Fundamental Concepts

Heating and Cooling Loads

Before selecting any HVAC equipment, engineers calculate the building's heating load (how much heat must be added in winter) and cooling load (how much heat must be removed in summer). These loads depend on:

  • Climate — outdoor design temperatures (e.g., 0°F winter / 95°F summer for Chicago)
  • Building envelope performance — insulation R-values, window U-factors, air leakage rates
  • Internal gains — heat from occupants (approximately 250 BTU/hr sensible + 200 BTU/hr latent per person), lighting (approximately 1 W/ft² for LED), and equipment (computers, copiers, servers)
  • Solar gains — direct sunlight through windows (can exceed 200 BTU/hr per square foot of glass on west-facing exposures)
  • Ventilation requirements — ASHRAE Standard 62.1 requires minimum outdoor air quantities (typically 15–20 CFM per person for offices) which must be heated or cooled

Load calculations follow ACCA Manual J (residential) or ASHRAE methods (commercial).
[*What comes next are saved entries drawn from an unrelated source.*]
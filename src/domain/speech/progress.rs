use super::assembler::AssembledAudio;
use base64::{engine::general_purpose::STANDARD, Engine as _};
use serde::{Deserialize, Serialize};

pub const COMPLETE: u8 = 100;
const MAX_IN_PROGRESS: u8 = 99;
const FRAME_DELIMITER: &[u8] = b"\n\n";

/// One frame of the synthesis progress stream.
///
/// `audio` and `error` are only ever set on the terminal frame, which always
/// reports 100.
#[derive(Debug, Clone, PartialEq, Serialize, Deserialize)]
#[serde(rename_all = "camelCase")]
pub struct ProgressEvent {
    pub progress: u8,
    #[serde(default, skip_serializing_if = "Option::is_none")]
    pub audio: Option<String>,
    #[serde(default, skip_serializing_if = "Option::is_none")]
    pub audio_id: Option<String>,
    #[serde(default, skip_serializing_if = "Option::is_none")]
    pub duration: Option<f32>,
    #[serde(default, skip_serializing_if = "Option::is_none")]
    pub error: Option<String>,
}

impl ProgressEvent {
    pub fn started() -> Self {
        Self::in_progress(0)
    }

    pub fn in_progress(progress: u8) -> Self {
        Self {
            progress: progress.min(MAX_IN_PROGRESS),
            audio: None,
            audio_id: None,
            duration: None,
            error: None,
        }
    }

    pub fn completed(audio: &AssembledAudio, audio_id: &str) -> Self {
        Self {
            progress: COMPLETE,
            audio: Some(STANDARD.encode(&audio.bytes)),
            audio_id: Some(audio_id.to_string()),
            duration: audio.duration_seconds,
            error: None,
        }
    }

    pub fn failed(message: impl Into<String>) -> Self {
        Self {
            progress: COMPLETE,
            audio: None,
            audio_id: None,
            duration: None,
            error: Some(message.into()),
        }
    }

    pub fn is_terminal(&self) -> bool {
        self.audio.is_some() || self.error.is_some()
    }

    /// Decode the base64 audio carried by a successful terminal frame
    pub fn decode_audio(&self) -> Option<Result<Vec<u8>, base64::DecodeError>> {
        self.audio.as_ref().map(|encoded| STANDARD.decode(encoded))
    }
}

/// `floor(min(99, completed / total * 100))`; 100 is reserved for the terminal frame
pub fn progress_percent(completed: usize, total: usize) -> u8 {
    if total == 0 {
        return 0;
    }
    let percent = completed.saturating_mul(100) / total;
    percent.min(MAX_IN_PROGRESS as usize) as u8
}

/// Incremental decoder for `data: <payload>\n\n` frames.
///
/// Network reads may split a frame anywhere, including inside a UTF-8
/// sequence, so bytes are buffered until a blank-line delimiter arrives.
#[derive(Debug, Default)]
pub struct FrameDecoder {
    buffer: Vec<u8>,
}

impl FrameDecoder {
    pub fn new() -> Self {
        Self::default()
    }

    /// Feed raw bytes and return the data payloads of every completed frame
    pub fn push(&mut self, bytes: &[u8]) -> Vec<String> {
        self.buffer.extend(bytes.iter().filter(|b| **b != b'\r'));

        let mut payloads = Vec::new();
        while let Some(position) = find_delimiter(&self.buffer) {
            let frame: Vec<u8> = self.buffer.drain(..position + FRAME_DELIMITER.len()).collect();
            let frame = String::from_utf8_lossy(&frame[..position]);
            if let Some(payload) = frame_data(&frame) {
                payloads.push(payload);
            }
        }
        payloads
    }

    /// Bytes received that do not yet form a complete frame
    pub fn pending(&self) -> usize {
        self.buffer.len()
    }
}

fn find_delimiter(buffer: &[u8]) -> Option<usize> {
    buffer
        .windows(FRAME_DELIMITER.len())
        .position(|window| window == FRAME_DELIMITER)
}

/// Join the `data:` lines of a frame; comment-only frames (keep-alives) yield nothing
fn frame_data(frame: &str) -> Option<String> {
    let lines: Vec<&str> = frame
        .lines()
        .filter_map(|line| line.strip_prefix("data:"))
        .map(|line| line.strip_prefix(' ').unwrap_or(line))
        .collect();

    if lines.is_empty() {
        None
    } else {
        Some(lines.join("\n"))
    }
}
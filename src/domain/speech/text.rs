use regex::Regex;
use std::sync::OnceLock;

fn url_pattern() -> &'static Regex {
    static PATTERN: OnceLock<Regex> = OnceLock::new();
    PATTERN.get_or_init(|| Regex::new(r"https?://[^\s]+").expect("valid url pattern"))
}

fn whitespace_pattern() -> &'static Regex {
    static PATTERN: OnceLock<Regex> = OnceLock::new();
    PATTERN.get_or_init(|| Regex::new(r"\s+").expect("valid whitespace pattern"))
}

/// Prepare extracted page text for narration.
///
/// Page extraction joins text runs with spaces and keeps layout line breaks,
/// so whitespace is collapsed and bare URLs (unreadable aloud) are dropped.
pub fn clean_text(text: &str) -> String {
    let without_urls = url_pattern().replace_all(text, "");
    let normalized = whitespace_pattern().replace_all(&without_urls, " ");
    normalized.trim().to_string()
}
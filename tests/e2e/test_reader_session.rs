use crate::e2e::helpers;

use helpers::provider_mocks::{audio_bytes, mount_audio, mount_failure};
use helpers::TestContext;
use pdf_reader_backend::client::{
    AudioHandle, AudioOutput, ClientError, DocumentId, ExtractionError, PageRange, PlayAction,
    PlaybackError, PlaybackFailure, PlaybackState, ReaderSession, SpeechClient,
    StaticPageTextSource, VoiceSettings,
};
use pretty_assertions::assert_eq;
use test_context::test_context;

#[derive(Default)]
struct RecordingOutput {
    started: Vec<usize>,
    stops: usize,
}

impl AudioOutput for RecordingOutput {
    fn start(&mut self, audio: &AudioHandle) -> Result<(), PlaybackError> {
        self.started.push(audio.len());
        Ok(())
    }

    fn pause(&mut self) {}

    fn resume(&mut self) -> Result<(), PlaybackError> {
        Ok(())
    }

    fn stop(&mut self) {
        self.stops += 1;
    }
}

fn voice(voice_id: &str) -> VoiceSettings {
    VoiceSettings {
        voice_id: voice_id.to_string(),
        speed: 1.0,
        temperature: 1.0,
    }
}

fn session(ctx: &TestContext) -> ReaderSession<StaticPageTextSource, RecordingOutput> {
    let document = DocumentId::new("field-notes.pdf");
    let pages = StaticPageTextSource::new().with_document(
        document.clone(),
        vec![
            "Rivers carve valleys.".to_string(),
            "Glaciers move slowly.".to_string(),
        ],
    );

    ReaderSession::new(
        SpeechClient::new(&ctx.base_url),
        pages,
        document,
        voice("alice"),
        RecordingOutput::default(),
    )
}

#[test_context(TestContext)]
#[tokio::test]
async fn it_should_replay_cached_page_until_voice_changes(ctx: &TestContext) {
    mount_audio(&ctx.provider, audio_bytes(16)).await;
    let mut session = session(ctx);

    assert!(matches!(
        session.play_page(1).await.unwrap(),
        PlayAction::Fetch { .. }
    ));
    assert_eq!(session.state().name(), "playing");
    assert_eq!(ctx.provider_calls().await, 1);

    // another page, then back to the first one from cache
    session.play_page(2).await.unwrap();
    assert_eq!(session.play_page(1).await.unwrap(), PlayAction::PlayingCached);
    assert_eq!(ctx.provider_calls().await, 2);

    session.set_settings(voice("bob"));
    assert_eq!(session.state(), &PlaybackState::Idle);

    assert!(matches!(
        session.play_page(1).await.unwrap(),
        PlayAction::Fetch { .. }
    ));
    assert_eq!(ctx.provider_calls().await, 3);
    assert_eq!(session.player().output().started, vec![16, 16, 16, 16]);
}

#[test_context(TestContext)]
#[tokio::test]
async fn it_should_pause_and_resume_without_refetching(ctx: &TestContext) {
    mount_audio(&ctx.provider, audio_bytes(16)).await;
    let mut session = session(ctx);

    session.play_page(1).await.unwrap();
    session.pause().unwrap();
    assert_eq!(session.state().name(), "paused");

    assert_eq!(session.play_page(1).await.unwrap(), PlayAction::Resumed);
    assert_eq!(session.play_page(1).await.unwrap(), PlayAction::AlreadyPlaying);
    assert_eq!(ctx.provider_calls().await, 1);
}

#[test_context(TestContext)]
#[tokio::test]
async fn it_should_not_synthesize_pages_without_text(ctx: &TestContext) {
    mount_audio(&ctx.provider, audio_bytes(16)).await;
    let mut session = session(ctx);

    let result = session.play_page(3).await;

    assert!(matches!(
        result,
        Err(ClientError::Extraction(ExtractionError::PageOutOfRange { page: 3, page_count: 2 }))
    ));
    assert!(matches!(
        session.state(),
        PlaybackState::Errored {
            failure: PlaybackFailure::Generation(_),
            ..
        }
    ));
    assert_eq!(ctx.provider_calls().await, 0);
}

#[test_context(TestContext)]
#[tokio::test]
async fn it_should_surface_provider_failures(ctx: &TestContext) {
    mount_failure(&ctx.provider, "Voice quota exhausted").await;
    let mut session = session(ctx);

    let result = session.play_page(1).await;

    match result {
        Err(ClientError::Synthesis(message)) => assert!(message.contains("Voice quota exhausted")),
        other => panic!("expected a synthesis error, got {:?}", other),
    }
    assert_eq!(session.state().name(), "errored");
    assert!(session.player().cache().is_empty());
}

#[test_context(TestContext)]
#[tokio::test]
async fn it_should_narrate_whole_document_in_one_request(ctx: &TestContext) {
    mount_audio(&ctx.provider, audio_bytes(16)).await;
    let mut session = session(ctx);

    session.play_document().await.unwrap();

    assert_eq!(
        session.state().fingerprint().map(|fingerprint| fingerprint.range()),
        Some(PageRange::WholeDocument)
    );

    let requests = ctx.provider.received_requests().await.unwrap();
    assert_eq!(requests.len(), 1);
    let body: serde_json::Value = serde_json::from_slice(&requests[0].body).unwrap();
    assert_eq!(body["text"], "Rivers carve valleys. Glaciers move slowly.");
}

#[test_context(TestContext)]
#[tokio::test]
async fn it_should_release_cache_when_closed(ctx: &TestContext) {
    mount_audio(&ctx.provider, audio_bytes(16)).await;
    let mut session = session(ctx);

    session.play_page(1).await.unwrap();
    session.close();

    assert_eq!(session.state(), &PlaybackState::Idle);
    assert!(session.player().cache().is_empty());
    assert_eq!(session.player().output().stops, 1);

    // the server still has it cached, the client does not
    assert!(matches!(
        session.play_page(1).await.unwrap(),
        PlayAction::Fetch { .. }
    ));
    assert_eq!(ctx.provider_calls().await, 1);
}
Oversizing equipment is a common and costly mistake — oversized units short-cycle, fail to dehumidify properly, and waste energy.

Refrigeration Cycle

All air conditioning and heat pump systems rely on the vapor-compression refrigeration cycle, which exploits the fact that fluids absorb heat when they evaporate and release heat when they condense:

  1. Evaporator — liquid refrigerant absorbs heat from indoor air and evaporates into a low-pressure gas
  2. Compressor — the compressor pressurizes the gas, raising its temperature well above outdoor conditions
  3. Condenser — the hot, high-pressure gas releases its heat to the outdoor air (or water) and condenses back into a liquid
  4. Expansion valve — the high-pressure liquid passes through an expansion device, dropping its pressure and temperature, and the cycle repeats

A heat pump is simply a refrigeration system with a reversing valve that can switch the direction of refrigerant flow — the indoor coil becomes the condenser in heating mode and the evaporator in cooling mode.

Residential HVAC Systems

Split System (Forced Air)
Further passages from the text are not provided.